In its 500 pages Heisenberg’s War covers a great deal of material other than Heisenberg and the moral culpability question. The SS came close to arresting him twice. There is the adventure-movie story of the attacks on the heavy water production facility in Norway (“The Heavy Water War,” a Norwegian series on Netflix gives a too-dark portrayal of Heisenberg).  Heisenberg’s famous visit to Bohr in 1941 is given close scrutiny. The visit led to such a chill in their relations that it never fully rewarmed; it has been the subject of endless comment, including in the 1998 play “Copenhagan.” Powers’s conclusion is that the break occurred, first, because Bohr was shocked to hear his old friend speaking of atomic bombs and, second, because he was deeply angered by several pro-German remarks Heisenberg made about the necessity of occupying various European countries, including Denmark, and the great good Germany was doing for Europe by attacking Russia. With supreme insensitivity he once remarked how much better off Europe would be dominated by Germany than dominated by Russia.

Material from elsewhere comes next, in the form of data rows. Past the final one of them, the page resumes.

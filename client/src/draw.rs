use macroquad::prelude::*;
use strum::IntoEnumIterator;

use common::maze::{Cell, Coord, Direction, Snapshot};

use crate::config::ViewConfig;

const LINE_THICKNESS: f32 = 1.0;

pub fn draw_snapshot(snapshot: &Snapshot, view: &ViewConfig) {
    clear_background(view.background.color());

    let grid = snapshot.grid;
    let (w, h) = view.cell_size(grid.cols(), grid.rows());
    let wall_color = view.wall.color();

    for coord in grid.coords() {
        draw_cell_boundary(grid.cell(coord), coord, w, h, wall_color);
    }

    if !snapshot.finished {
        let rect = cursor_rect(snapshot.cursor, w, h);
        draw_rectangle(rect.x, rect.y, rect.w, rect.h, view.cursor.color());
    }
}

fn draw_cell_boundary(cell: &Cell, coord: Coord, w: f32, h: f32, color: Color) {
    for (direction, (start, end)) in Direction::iter().zip(cell_edges(coord, w, h)) {
        if cell.has_wall(direction) {
            draw_line(start.x, start.y, end.x, end.y, LINE_THICKNESS, color);
        }
    }
}

/// End points of the top, right, bottom and left edges of a cell, in that
/// order.
pub fn cell_edges(coord: Coord, w: f32, h: f32) -> [(Vec2, Vec2); 4] {
    let left = coord.i as f32 * w;
    let top = coord.j as f32 * h;
    let right = left + w;
    let bottom = top + h;

    [
        (vec2(left, top), vec2(right, top)),
        (vec2(right, top), vec2(right, bottom)),
        (vec2(left, bottom), vec2(right, bottom)),
        (vec2(left, top), vec2(left, bottom)),
    ]
}

/// The cursor fills its cell inside the wall lines.
pub fn cursor_rect(coord: Coord, w: f32, h: f32) -> Rect {
    Rect::new(
        coord.i as f32 * w + 1.0,
        coord.j as f32 * h + 1.0,
        w - 1.0,
        h - 1.0,
    )
}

One thread that runs through many chapters is the deep concern the Allies had over what to do about Heisenberg. A first step was to determine the exact nature of his research projects, leading to several fascinating cloak-and-dagger operations involving more than one outlandish character. By the summer of 1943 the British reached the conclusion that there was no German atomic bomb program, mainly on information coming from their contacts with scientists in neutral countries who were still in touch with sympathetic German scientists, but also because the code breakers at Bletchley Park had never deciphered a single message referring to atomic bombs or Heisenberg. Because the Brits shared their conclusion but not their sources, they failed to convince the Americans, who remained implacable. Robert Oppenheimer’s opinion was that Heisenberg should be killed. General Groves considered recommending a bombing raid on Heisenberg’s lab in Berlin with the object of killing the scientists. More elaborate and enduring were several plans to kidnap Heisenberg as he attended a conference in Switzerland. At one point, an agent with a pistol in his pocket sat in the front row of a lecture hall as Heisenberg talked, ready to shoot him if he dropped the slightest hint about a German atomic bomb.

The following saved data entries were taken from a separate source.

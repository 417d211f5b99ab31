use crossterm::style::Color as TerminalColor;
use macroquad::prelude::Color;
use strum::{Display, EnumIter, EnumString};

#[derive(Clone, Copy, Debug, Eq, PartialEq, Display, EnumIter, EnumString)]
#[strum(serialize_all = "lowercase", ascii_case_insensitive)]
pub enum Palette {
    Black,
    White,
    Red,
}

impl Palette {
    pub fn rgb(self) -> (u8, u8, u8) {
        match self {
            Palette::Black => (0, 0, 0),
            Palette::White => (255, 255, 255),
            Palette::Red => (255, 0, 0),
        }
    }

    pub fn color(self) -> Color {
        let (r, g, b) = self.rgb();
        Color::from_rgba(r, g, b, 255)
    }

    pub fn terminal_color(self) -> TerminalColor {
        match self {
            Palette::Black => TerminalColor::Black,
            Palette::White => TerminalColor::White,
            Palette::Red => TerminalColor::Red,
        }
    }
}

After Germany was occupied, the Allies were stunned to realize the primitive stage of German nuclear research, and the story was born that Heisenberg and his team had made grave scientific blunders. On the night of Hiroshima, Otto Hahn, in detention with them, called them “second-raters.” (Hahn himself was on the verge of suicide over his discovery of fission.) Power spends about ten pages considering the evidence before finally concluding that Heisenberg’s apparent mistakes were really a ruse to prevent the development of a bomb. He knew the world’s most dangerous secret, and he kept it from even his closest colleagues.